Finn swirled the wine in his glass, wondering if he was sharing too much. He’d already told Leo about his father’s drinking, and now…
“You don’t have to—”
“My father never liked me knitting,” Finn said quickly. “I was afraid that if I opened a store, and earned money from the things I made, he’d go at me even worse.”
“Did he? Get worse, I mean.”
“Not because of the store. Seems he’d been holding back so he wouldn’t annoy my gran. After she died… almost everything that came out of his mouth was an insult. And that was before he lost his job and started drinking.” Finn swallowed the rest. “At that point, I thought it couldn’t get much worse, so I started Cosy Corner.”
“You didn’t think of moving out?”
“All the time. I was saving. Waiting for the right time. I kept telling myself that I’d leave if he got really… you know… violent. But insults seemed all he ever had to throw at me.”
“It’s amazing what one can put up with,” Leo said, almost too softly for Finn to hear.
“Exactly. I didn’t like it, but until I met you, I was too… I dunno… too chicken to change. Now I feel as if I stepped out of my front door and got sideswiped by a hurricane.”
“Should we have taken this more slowly?” Leo sounded worried now. So worried, that Finn placed his hand over Leo’s where it lay on the sofa cushion between them.

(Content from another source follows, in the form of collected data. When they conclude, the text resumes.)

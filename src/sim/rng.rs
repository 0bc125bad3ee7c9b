//! Deterministic xorshift PRNG
//!
//! A 64-bit three-round xorshift with a multiplicative output mix, owned
//! explicitly by the caller so parallel runs get independent, reproducible
//! streams. Seeding mixes the seed into a fixed constant through one full
//! update round, so nearby seeds diverge immediately.

use rand::RngCore;

const INIT: u64 = 4101842887655102017;
const MULTIPLIER: u64 = 2685821657736338717;
/// Maps a mixed 64-bit word onto [0, 1).
const SCALE: f64 = 5.42101086242752217e-20;

#[derive(Debug, Clone, PartialEq, Eq)]
pub struct PlinkoRng {
    state: u64,
}

impl PlinkoRng {
    pub fn new(seed: u64) -> Self {
        let mut rng = Self { state: INIT ^ seed };
        rng.state = rng.mix();
        rng
    }

    /// Re-seed in place, discarding the current stream.
    pub fn reseed(&mut self, seed: u64) {
        *self = Self::new(seed);
    }

    fn mix(&mut self) -> u64 {
        self.state ^= self.state >> 21;
        self.state ^= self.state << 35;
        self.state ^= self.state >> 4;
        self.state.wrapping_mul(MULTIPLIER)
    }

    /// The next draw in [0, 1).
    pub fn uniform(&mut self) -> f64 {
        SCALE * self.mix() as f64
    }

    /// A draw in [lo, hi).
    pub fn range(&mut self, lo: f64, hi: f64) -> f64 {
        lo + (hi - lo) * self.uniform()
    }
}

impl RngCore for PlinkoRng {
    fn next_u32(&mut self) -> u32 {
        (self.mix() >> 32) as u32
    }

    fn next_u64(&mut self) -> u64 {
        self.mix()
    }

    fn fill_bytes(&mut self, dest: &mut [u8]) {
        for chunk in dest.chunks_mut(8) {
            let bytes = self.mix().to_le_bytes();
            chunk.copy_from_slice(&bytes[..chunk.len()]);
        }
    }
}
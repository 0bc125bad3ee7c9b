//! Peg lattice generators
//!
//! Builders for the fixed peg arrays a simulation consumes. The lattice
//! constant is the unit, so a hex lattice with the classic radius of 3/8
//! gives pegs 3/4 of the spacing wide.

use glam::DVec2;

/// Hexagonal lattice built from the rectangular two-atom unit cell:
/// corner atoms at `(j, i sqrt(3))` and centered atoms at
/// `(j + 1/2, (i + 1/2) sqrt(3))`. The bottom row of corner atoms is
/// dropped so no peg sits on the exit line. Stops early at `max_pegs`.
pub fn hex_grid(rows: u32, cols: u32, max_pegs: usize) -> Vec<DVec2> {
    let mut pegs = Vec::new();
    let rt3 = 3.0f64.sqrt();
    for i in 0..rows {
        for j in 0..cols {
            if pegs.len() + 2 > max_pegs {
                return pegs;
            }
            let y = f64::from(i) * rt3;
            if y >= 1e-10 {
                pegs.push(DVec2::new(f64::from(j), y));
            }
            if j != cols - 1 {
                pegs.push(DVec2::new(
                    f64::from(j) + 0.5,
                    (f64::from(i) + 0.5) * rt3,
                ));
            }
        }
    }
    pegs
}

/// The nine pegs of a period-2 square lattice surrounding `pos`: the lattice
/// point nearest `pos` (even coordinates) plus its eight neighbors. A
/// neighbor list for boards too large to scan in full.
pub fn square_neighbors(pos: DVec2) -> Vec<DVec2> {
    let anchor = DVec2::new(
        pos.x - (wrap(pos.x + 1.0, 2.0) - 1.0),
        pos.y - (wrap(pos.y + 1.0, 2.0) - 1.0),
    );
    let mut pegs = Vec::with_capacity(9);
    for i in -1..=1 {
        for j in -1..=1 {
            pegs.push(anchor + 2.0 * DVec2::new(f64::from(i), f64::from(j)));
        }
    }
    pegs
}

/// Truncating modulo shifted into `[0, b)` for negative inputs.
fn wrap(a: f64, b: f64) -> f64 {
    a - b * (a / b).trunc() + if a < 0.0 { b } else { 0.0 }
}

“Don’t look like that. I said Ifeltas if I’d been sideswiped by hurricane, not that I minded.” Leo’s hand was warm against his, the skin soft. Finn slid his fingers between Leo’s and gripped just a bit tighter. “I was in the solicitor’s office this morning to sign the rental agreement, just as you were. I could have said stop any time these four days. There was also no need for me to move in today. I did everything I did in the last week because I wanted to. Okay?”
“Okay.”
Leo didn’t remove his hand. Finn didn’t let go.
They went back to watching the fire and enjoying the silence.
“This is the first time I’ve seen you sitting somewhere without needles and yarn,” Leo said a long while later.
“I’ve given myself a day off. Seeing we had other things to do and all that.” He plucked at a loose thread on the sofa cushion. “It feels strange, though. Just sitting here, idle.”
“Do you literally knit all day?”
“If I can. There’s more to it than just knitting. In the mornings, I wash and block finished pieces and set them out to dry, take customer orders to the post office and pick up new materials. Afternoons are for knitting. I stop around dinner time to check the orders on the store and wrap anything that’s ready. Then I settle down to knit until I fall asleep.”